At the end of March, when Congress passed the $ 2 trillion relief package, we thought that one item in particular, the Paycheck Protection Program (PPP), would finally provide a lifeline. Here is why it is not.
The principle of P3 is that the federal government will loan you up to two and a half times your monthly payroll through private lenders, and the loan will be forfeited as long as 75% of these funds are used for retention and payment. employees. The remaining 25 percent can be used for rent and utilities.
After the bill was passed, the Small Business Administration, which is in charge of PPP, added a new clause requiring that 75% of funds be used for payroll whether or not you request forgiveness. It also requires you to keep or rehire all of your staff.
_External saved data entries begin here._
//! Backend Collectors
//!
//! Implementations of the `Collector` port. Each one owns its Prometheus
//! metrics and refreshes them from the backend when scraped.

mod cluster_health;
mod nodes;
mod postgres;

pub use cluster_health::ClusterHealthCollector;
pub use nodes::NodesCollector;
pub use postgres::PostgresCollector;

use crate::domain::error::GatewayError;
use serde::de::DeserializeOwned;

/// Why a single scrape failed.
#[derive(Debug, thiserror::Error)]
pub enum ScrapeError {
    #[error("request failed: {0}")]
    Request(#[from] reqwest::Error),
    #[error("unexpected status: {0}")]
    Status(reqwest::StatusCode),
    #[error("invalid json: {0}")]
    Decode(#[from] serde_json::Error),
    #[error("postgres: {0}")]
    Postgres(#[from] sqlx::Error),
    #[error("scrape timed out")]
    Timeout,
}

/// GET `url` and decode the body as JSON.
///
/// Decoding is done separately from the transfer so callers can count
/// parse failures on their own.
async fn fetch_json<T: DeserializeOwned>(
    client: &reqwest::Client,
    url: reqwest::Url,
) -> Result<T, ScrapeError> {
    let resp = client.get(url).send().await?;
    if !resp.status().is_success() {
        return Err(ScrapeError::Status(resp.status()));
    }
    let body = resp.bytes().await?;
    Ok(serde_json::from_slice(&body)?)
}

/// Resolve `path` against an HTTP endpoint such as `http://10.0.0.5:9200`.
fn endpoint_url(endpoint: &str, path: &str) -> Result<reqwest::Url, GatewayError> {
    reqwest::Url::parse(endpoint)
        .and_then(|base| base.join(path))
        .map_err(|e| GatewayError::Upstream(format!("invalid endpoint {}: {}", endpoint, e)))
}
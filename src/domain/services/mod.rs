mod collector_cache;
mod credentials;

pub use collector_cache::CollectorCache;
pub use credentials::Credentials;
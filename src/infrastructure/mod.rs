//! Infrastructure Layer
//!
//! Cross-cutting concerns and infrastructure components.

pub mod shutdown;

pub use shutdown::{shutdown_signal, ShutdownController};
//! Cluster Resource Client Port
//!
//! Defines the interface for resolving monitored resources by namespace/name.

use crate::domain::entities::{ElasticsearchRecord, PostgresRecord};
use crate::domain::error::ClusterError;
use async_trait::async_trait;

/// Client for the cluster orchestration API.
///
/// This is an outbound port with one lookup per backend resource type.
/// Implementations report a missing object as `ClusterError::NotFound`
/// so provisioners can surface it as a 404.
#[async_trait]
pub trait ClusterResourceClient: Send + Sync {
    /// Look up a Postgres resource.
    async fn get_postgres(&self, namespace: &str, name: &str)
        -> Result<PostgresRecord, ClusterError>;

    /// Look up an Elasticsearch resource.
    async fn get_elasticsearch(
        &self,
        namespace: &str,
        name: &str,
    ) -> Result<ElasticsearchRecord, ClusterError>;
}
The kicker: These payroll funds must be used within eight weeks of the loan distribution, which could happen as early as this week.
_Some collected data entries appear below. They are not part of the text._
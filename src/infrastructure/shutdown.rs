//! Graceful Shutdown Handler
//!
//! Signals the HTTP server to stop accepting connections and drain.

use std::sync::atomic::{AtomicBool, Ordering};
use std::sync::Arc;
use tokio::sync::Notify;

/// Shutdown coordinator for graceful termination.
#[derive(Clone, Default)]
pub struct ShutdownController {
    /// Whether shutdown has been initiated
    shutdown_initiated: Arc<AtomicBool>,
    notify: Arc<Notify>,
}

impl ShutdownController {
    pub fn new() -> Self {
        Self::default()
    }

    /// Initiate graceful shutdown. Idempotent.
    pub fn shutdown(&self) {
        if !self.shutdown_initiated.swap(true, Ordering::SeqCst) {
            tracing::info!("initiating graceful shutdown");
            self.notify.notify_waiters();
        }
    }

    pub fn is_shutdown(&self) -> bool {
        self.shutdown_initiated.load(Ordering::SeqCst)
    }

    /// Resolve once shutdown has been initiated.
    pub async fn wait(&self) {
        let notified = self.notify.notified();
        if self.is_shutdown() {
            return;
        }
        notified.await;
    }
}

/// Install signal handlers and trigger `controller` on Ctrl+C or SIGTERM.
#[cfg_attr(coverage_nightly, coverage(off))]
pub async fn shutdown_signal(controller: ShutdownController) {
    let ctrl_c = async {
        tokio::signal::ctrl_c()
            .await
            .expect("failed to install Ctrl+C handler");
    };

    #[cfg(unix)]
    let terminate = async {
        tokio::signal::unix::signal(tokio::signal::unix::SignalKind::terminate())
            .expect("failed to install SIGTERM handler")
            .recv()
            .await;
    };

    #[cfg(not(unix))]
    let terminate = std::future::pending::<()>();

    tokio::select! {
        _ = ctrl_c => {
            tracing::info!("received Ctrl+C, initiating shutdown");
        }
        _ = terminate => {
            tracing::info!("received SIGTERM, initiating shutdown");
        }
    }

    controller.shutdown();
}

#[cfg(test)]
#[cfg_attr(coverage_nightly, coverage(off))]
mod tests {
    use super::*;
    use std::time::Duration;

    #[test]
    fn test_shutdown_initiates_once() {
        let controller = ShutdownController::new();
        assert!(!controller.is_shutdown());

        controller.shutdown();
        assert!(controller.is_shutdown());

        // Calling again should be idempotent
        controller.shutdown();
        assert!(controller.is_shutdown());
    }

    #[tokio::test]
    async fn test_wait_returns_after_shutdown() {
        let controller = ShutdownController::new();
        let waiter = controller.clone();
        let handle = tokio::spawn(async move { waiter.wait().await });

        tokio::time::sleep(Duration::from_millis(20)).await;
        controller.shutdown();

        let result = tokio::time::timeout(Duration::from_millis(200), handle).await;
        assert!(result.is_ok());
    }

    #[tokio::test]
    async fn test_wait_after_shutdown_is_immediate() {
        let controller = ShutdownController::new();
        controller.shutdown();

        let result = tokio::time::timeout(Duration::from_millis(50), controller.wait()).await;
        assert!(result.is_ok());
    }
}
A serious flaw in this plan is that hourly workers might be discouraged from returning to work, as many of them will earn more with extended unemployment benefits than they usually earn. While some hourly workers decide UI is a better deal, companies can only remain P3 eligible by hiring replacements – imaginary staff for a shadow establishment.
While it is admirable for government officials to think of employees first, they overlook a crucial part of employment: the business itself. Why is it beneficial to protect the payroll of employees if the company is not protected?
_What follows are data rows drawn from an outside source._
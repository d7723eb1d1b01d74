pub mod collectors;
mod dashmap_cluster;
mod elasticsearch_provisioner;
mod kube_api_client;
mod postgres_provisioner;

pub use dashmap_cluster::DashMapCluster;
pub use elasticsearch_provisioner::{ElasticsearchProvisioner, ELASTICSEARCH_TIMEOUT};
pub use kube_api_client::{KubeApiClient, KubeApiConfig};
pub use postgres_provisioner::{data_source, PostgresProvisioner, ADMIN_SECRET_KEY};
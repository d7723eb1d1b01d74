//! Backend Provisioner Port
//!
//! One implementation per backend kind. The dispatcher looks provisioners
//! up by kind and runs them under the collector cache's single-flight
//! discipline, so `provision` may block on network calls freely.

use crate::domain::collector_set::CollectorSet;
use crate::domain::entities::ResourceDescriptor;
use crate::domain::error::GatewayError;
use crate::domain::value_objects::BackendKind;
use async_trait::async_trait;

#[async_trait]
pub trait BackendProvisioner: Send + Sync {
    /// Backend kind this provisioner serves.
    fn kind(&self) -> BackendKind;

    /// Resolve the resource, fetch credentials and build a ready collector set.
    ///
    /// Returns `GatewayError::ResourceNotFound` when the cluster API reports
    /// the resource as absent and `GatewayError::Upstream` for anything else.
    async fn provision(&self, descriptor: &ResourceDescriptor)
        -> Result<CollectorSet, GatewayError>;
}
Health experts don’t expect a widespread reopening of the economy until late summer at the earliest. Even then, restaurants and bars will no longer be able to function as in the past. Who knows what the business will look like? Social distancing will continue until the fall or even later, which means that the seating capacity will be halved and overall revenues will decrease by the same proportion.
PPP is a dressing for a wound that requires surgery. What happens after the eight weeks have passed and P3 funds used to pay employees, but sales did not return to a healthy level? Companies will have no choice but to drastically reduce the working hours of employees or lay them off entirely to stay afloat. Restaurants will not have enough sales to justify the staff the government wants them to protect.
One unintended consequence we’ve already noticed is that landlords push back rent negotiations as if P3 is a silver bullet for all of a restaurant’s financial obligations. In fact, most people who use P3 will run out of money to charge rent.
With all of these issues taken into account, many in the hospitality industry will decide that they cannot take the risk of a PPP loan. Business owners will fear that they are doing something wrong and having to pay off a large loan that will need to be paid off in two years. Yes, a 1% interest rate is good, but a monthly payment of thousands of dollars is definitely not. Most restaurants lose money every month or barely break even. These difficulties may explain why the accommodation and catering sector has so far taken a relatively large place. small part of the PPP cake: just over 9% of total loans. (Almost 14% went to construction.)
The recovery will not be a sprint but a long and exhausting marathon. Many businesses will not survive at all and are already in the process of closing or filing for bankruptcy.
Congress must act faster. He must revise the PPP to extend it over a longer period. It must finance the operating accounts of companies in addition to the payroll. It must write off the sales tax owed since closing and for the foreseeable future. It must demand that insurance companies shoulder their share of the burden. He must prepare another bill to anticipate the non-reopening of businesses in two months and the reappearance of the virus in the fall.
We did what we could to survive last month. Now Congress must do its part to ensure the restaurants and the jobs they support exist at the end of this pandemic nightmare.